La reconnaissance du Polisario par le Premier ministre mauritanien Mohamed Khouna Ould Haidallah, lui-même issu de la grande confédération tribale des Reguibat, crée en effet un effet de miroir. Cet «effet de miroir» signifie que la Mauritanie ne reconnaissait pas seulement un acteur politico-militaire, mais aussi une projection tribale de sa propre société. Ce geste renforçait la cohérence interne de la décision tout en en accentuant l’ambiguïté géopolitique: le Polisario devenait à la fois un double et un prolongement, un reflet de la Mauritanie reguibat dans le théâtre saharien.
Entretien confidentiel entre le président mauritanien Khouna Ould Haidallah et Roussy, haut fonctionnaire français à l’Ambassade de France à Nouakchott (page 1/2), Archives diplomatiques de La Courneuve, ANMO, Maroc Sahara occidental 1973-1982, Traité du 5 août 1979, Carton 965.


Ainsi, le traité de paix, consigné dans un texte écrit classé «secret et sans diffusion, sauf pour le ministre et M. Georgy seuls», se trouve contredit par une version orale d’un second accord, également tenu secret.

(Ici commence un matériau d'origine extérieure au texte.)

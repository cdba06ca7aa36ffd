#![forbid(unsafe_code)]
#![deny(
    warnings,
    dead_code,
    unused,
    unused_imports,
    unused_must_use,
    unreachable_pub,
    clippy::all,
    clippy::pedantic,
    clippy::cargo,
    clippy::nursery,
    rustdoc::broken_intra_doc_links,
    rustdoc::bare_urls,
    missing_docs
)]

//! Binary entrypoint that wires the NRF services together and launches the
//! async orchestrators.

use anyhow::Result;

/// Bootstraps the NRF application and blocks until shutdown.
#[tokio::main]
async fn main() -> Result<()> {
    nrf_app::run_app().await?;
    Ok(())
}
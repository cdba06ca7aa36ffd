//! OAuth2 client-credentials access-token issuer (component F).
//!
//! Mints a short-lived bearer token for an already-`REGISTERED` NF instance.
//! The NRF only vouches for identity here; scope enforcement for the actual
//! service call is left to the producer NF, per spec §4.6.

use chrono::{Duration as ChronoDuration, Utc};
use jsonwebtoken::{Algorithm, EncodingKey, Header, encode};
use nrf_api_models::{AccessTokenReq, AccessTokenRsp, NfStatus};
use rand::RngCore;
use serde::Serialize;
use tracing::warn;
use uuid::Uuid;

use crate::error::{CoreError, CoreResult};
use crate::store::SharedProfileStore;

const DEFAULT_TOKEN_LIFETIME_SECS: u32 = 3600;

#[derive(Debug, Serialize)]
struct Claims {
    sub: Uuid,
    iss: String,
    iat: i64,
    exp: i64,
    #[serde(skip_serializing_if = "Option::is_none")]
    scope: Option<String>,
}

/// Mints HS256 bearer tokens for the `POST /oauth2/token` endpoint.
pub struct TokenIssuer {
    store: SharedProfileStore,
    encoding_key: EncodingKey,
    issuer: String,
    lifetime_secs: u32,
}

impl TokenIssuer {
    /// Construct an issuer backed by `store`. When `signing_secret` is
    /// `None`, a random 32-byte key is generated for this process only; every
    /// token minted before a restart stays verifiable, but tokens don't
    /// survive a redeploy, so a production config should always set one.
    #[must_use]
    pub fn new(
        store: SharedProfileStore,
        signing_secret: Option<&[u8]>,
        issuer: impl Into<String>,
        lifetime_secs: Option<u32>,
    ) -> Self {
        let secret = signing_secret.map_or_else(
            || {
                warn!("no oauth2 signing key configured; using an ephemeral key for this process only");
                let mut bytes = vec![0u8; 32];
                rand::rng().fill_bytes(&mut bytes);
                bytes
            },
            <[u8]>::to_vec,
        );
        Self {
            store,
            encoding_key: EncodingKey::from_secret(&secret),
            issuer: issuer.into(),
            lifetime_secs: lifetime_secs.unwrap_or(DEFAULT_TOKEN_LIFETIME_SECS),
        }
    }

    /// Validate and mint a token for `request`.
    ///
    /// # Errors
    ///
    /// Returns [`CoreError::Validation`] for an unsupported `grant_type` or a
    /// caller whose profile is not `REGISTERED`, [`CoreError::NotFound`] if
    /// `nfInstanceId` has no registered profile, and
    /// [`CoreError::SystemFailure`] if signing the token fails.
    pub async fn issue(&self, request: &AccessTokenReq) -> CoreResult<AccessTokenRsp> {
        if request.grant_type != "client_credentials" {
            return Err(CoreError::Validation {
                detail: format!("unsupported grant_type '{}'", request.grant_type),
            });
        }

        let profile = self
            .store
            .get_one(request.nf_instance_id)
            .await
            .ok_or(CoreError::NotFound {
                resource: "nf_instance",
                id: request.nf_instance_id.to_string(),
            })?;
        if profile.nf_status != NfStatus::Registered {
            return Err(CoreError::Validation {
                detail: "nfInstanceId is not REGISTERED".to_string(),
            });
        }

        let now = Utc::now();
        let claims = Claims {
            sub: profile.nf_instance_id,
            iss: self.issuer.clone(),
            iat: now.timestamp(),
            exp: (now + ChronoDuration::seconds(i64::from(self.lifetime_secs))).timestamp(),
            scope: request.scope.clone(),
        };
        let access_token = encode(&Header::new(Algorithm::HS256), &claims, &self.encoding_key)
            .map_err(|err| CoreError::SystemFailure { source: Box::new(err) })?;

        Ok(AccessTokenRsp {
            access_token,
            token_type: "Bearer".to_string(),
            expires_in: self.lifetime_secs,
            scope: request.scope.clone(),
        })
    }
}
//! Event payload types carried across the platform.

use chrono::{DateTime, Utc};
use uuid::Uuid;

/// Identifier assigned to each event emitted by the platform.
pub type EventId = u64;

/// Default buffer size for the in-memory replay ring.
pub const DEFAULT_REPLAY_CAPACITY: usize = 1_024;

/// Typed domain events surfaced across the system.
///
/// These are internal to the NRF process: the registry manager (D) and
/// subscription/notifier worker (E) are the producers, the discovery cache
/// (C) and the notifier fan-out are the consumers. Nothing here crosses the
/// HTTP boundary directly.
#[derive(Debug, Clone, serde::Serialize, serde::Deserialize, PartialEq, Eq)]
#[serde(tag = "type", rename_all = "snake_case")]
pub enum Event {
    /// An NF instance completed initial registration.
    NfRegistered {
        /// Identifier of the registered NF instance.
        nf_instance_id: Uuid,
        /// NF type of the registered instance (e.g. `"AMF"`, `"SMF"`).
        nf_type: String,
        /// Registration status reported by the NF (e.g. `"REGISTERED"`).
        nf_status: String,
    },
    /// An already-registered NF instance's profile was replaced or patched.
    NfProfileUpdated {
        /// Identifier of the updated NF instance.
        nf_instance_id: Uuid,
        /// NF type of the updated instance.
        nf_type: String,
        /// Registration status reported by the NF after the update.
        nf_status: String,
    },
    /// An NF instance's heartbeat timer expired without a keep-alive update.
    NfHeartbeatExpired {
        /// Identifier of the NF instance whose profile expired.
        nf_instance_id: Uuid,
        /// NF type of the expired instance.
        nf_type: String,
    },
    /// An NF instance was explicitly deregistered.
    NfDeregistered {
        /// Identifier of the deregistered NF instance.
        nf_instance_id: Uuid,
        /// NF type of the deregistered instance.
        nf_type: String,
    },
    /// A subscription was created by an NF instance.
    SubscriptionCreated {
        /// Identifier of the new subscription.
        subscription_id: Uuid,
        /// NF type the subscription filters on, if any.
        nf_type: Option<String>,
    },
    /// A subscription was removed, either explicitly or because it expired.
    SubscriptionRemoved {
        /// Identifier of the removed subscription.
        subscription_id: Uuid,
    },
    /// System health status changed (degraded or restored components).
    HealthChanged {
        /// Components currently considered degraded.
        degraded: Vec<String>,
    },
}

impl Event {
    /// Machine-friendly discriminator, used for log fields and metrics labels.
    #[must_use]
    pub const fn kind(&self) -> &'static str {
        match self {
            Self::NfRegistered { .. } => "nf_registered",
            Self::NfProfileUpdated { .. } => "nf_profile_updated",
            Self::NfHeartbeatExpired { .. } => "nf_heartbeat_expired",
            Self::NfDeregistered { .. } => "nf_deregistered",
            Self::SubscriptionCreated { .. } => "subscription_created",
            Self::SubscriptionRemoved { .. } => "subscription_removed",
            Self::HealthChanged { .. } => "health_changed",
        }
    }
}

/// Metadata wrapper around events. Each envelope tracks the event id and emission timestamp.
#[derive(Debug, Clone, serde::Serialize, serde::Deserialize, PartialEq, Eq)]
pub struct EventEnvelope {
    /// Monotonic identifier assigned to the wrapped event.
    pub id: EventId,
    /// Timestamp recording when the envelope was produced.
    pub timestamp: DateTime<Utc>,
    /// Wrapped event payload.
    pub event: Event,
}

#[cfg(test)]
mod tests {
    use super::*;

    #[test]
    fn event_kind_maps_registry_variants() {
        assert_event_kind(
            &Event::NfRegistered {
                nf_instance_id: Uuid::nil(),
                nf_type: "AMF".into(),
                nf_status: "REGISTERED".into(),
            },
            "nf_registered",
        );
        assert_event_kind(
            &Event::NfProfileUpdated {
                nf_instance_id: Uuid::nil(),
                nf_type: "AMF".into(),
                nf_status: "REGISTERED".into(),
            },
            "nf_profile_updated",
        );
        assert_event_kind(
            &Event::NfHeartbeatExpired {
                nf_instance_id: Uuid::nil(),
                nf_type: "AMF".into(),
            },
            "nf_heartbeat_expired",
        );
        assert_event_kind(
            &Event::NfDeregistered {
                nf_instance_id: Uuid::nil(),
                nf_type: "AMF".into(),
            },
            "nf_deregistered",
        );
    }

    #[test]
    fn event_kind_maps_subscription_and_health_variants() {
        assert_event_kind(
            &Event::SubscriptionCreated {
                subscription_id: Uuid::nil(),
                nf_type: Some("SMF".into()),
            },
            "subscription_created",
        );
        assert_event_kind(
            &Event::SubscriptionRemoved {
                subscription_id: Uuid::nil(),
            },
            "subscription_removed",
        );
        assert_event_kind(
            &Event::HealthChanged {
                degraded: vec!["profile_store".into()],
            },
            "health_changed",
        );
    }

    #[test]
    fn envelope_carries_fields() {
        let event = Event::HealthChanged {
            degraded: vec!["profile_store".into()],
        };
        let envelope = EventEnvelope {
            id: 42,
            timestamp: Utc::now(),
            event: event.clone(),
        };
        assert_eq!(envelope.id, 42);
        assert_eq!(envelope.event, event);
    }

    fn assert_event_kind(event: &Event, expected: &str) {
        assert_eq!(event.kind(), expected);
    }
}
#![forbid(unsafe_code)]
#![deny(
    warnings,
    dead_code,
    unused,
    unused_imports,
    unused_must_use,
    unreachable_pub,
    clippy::all,
    clippy::pedantic,
    clippy::cargo,
    clippy::nursery,
    rustdoc::broken_intra_doc_links,
    rustdoc::bare_urls,
    missing_docs
)]
#![allow(clippy::module_name_repetitions, clippy::multiple_crate_versions)]

//! Shared test helpers used across integration suites: sample profile and
//! subscription fixtures, plus a Docker-availability probe.

/// Sample `NfProfile`/`NrfSubscriptionData` values and environment probes.
pub mod fixtures;

pub use fixtures::{amf_profile, amf_status_subscription, docker_available, smf_profile};
//! Schema-typed views over plain Rust values.
//!
//! - [`load_schema`] parses the schema DSL into a [`TypeSystem`]
//! - [`bind`] checks a `Serialize` value against a type and returns a
//!   [`BoundNode`] that borrows it
//! - [`BoundNode::representation`] projects the view to its wire shape, which
//!   [`dagjson::encode`] writes as DAG-JSON
//! - [`bind_inferred`] binds without a schema when the value's shape is
//!   fixed by its Rust type, and fails with [`SchemaError::Uninferable`]
//!   when it is not

mod bind;
pub mod dagjson;
mod error;
mod infer;
mod node;
mod parser;
mod schema;
mod trace;

pub use bind::{bind, bind_inferred, BoundNode, Representation};
pub use error::{SchemaError, SchemaResult};
pub use infer::infer_schema;
pub use node::{Kind, Node};
pub use parser::{load_schema, load_schema_bytes};
pub use schema::{
    EnumType, ListType, MapType, StructField, StructRepr, StructType, TypeBody, TypeDef, TypeExpr,
    TypeRef, TypeSystem, PRELUDE,
};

Ce double dispositif révèle la nature ambivalente de l’entente conclue: un traité de paix entre des Reguibat et un président mauritanien lui-même issu de la même confédération, dissimulant en réalité une fracture tribale héritée des colonisations française et espagnole.
Chaque puissance coloniale avait tenté de contenir «ses» Reguibat à l’intérieur de frontières arbitrairement tracées, sans égard pour les itinéraires nomades ni pour les anciennes allégeances au Makhzen. Ces lignes de partage, imposées de l’extérieur, ont figé des espaces mouvants et fragmenté une même entité sociopolitique.
Dès lors, une question essentielle surgit: le Maroc affrontait-il véritablement un mouvement séparatiste, ou bien faisait-il face à des composantes tribales instrumentalisées et projetées depuis les pays voisins? Cette ambiguïté, née du legs colonial et entretenue par des stratégies régionales, demeure au cœur de la question saharienne contemporaine.
La dimension tribale du conflit racontée par des académiciens et diplomates
Plusieurs chercheurs et diplomates ont rappelé que le dossier saharien ne saurait être dissocié des structures sociales et des continuités ethniques qui unissent, de part et d’autre des frontières, les populations du Sahara occidental, de la Mauritanie et du Sud algérien.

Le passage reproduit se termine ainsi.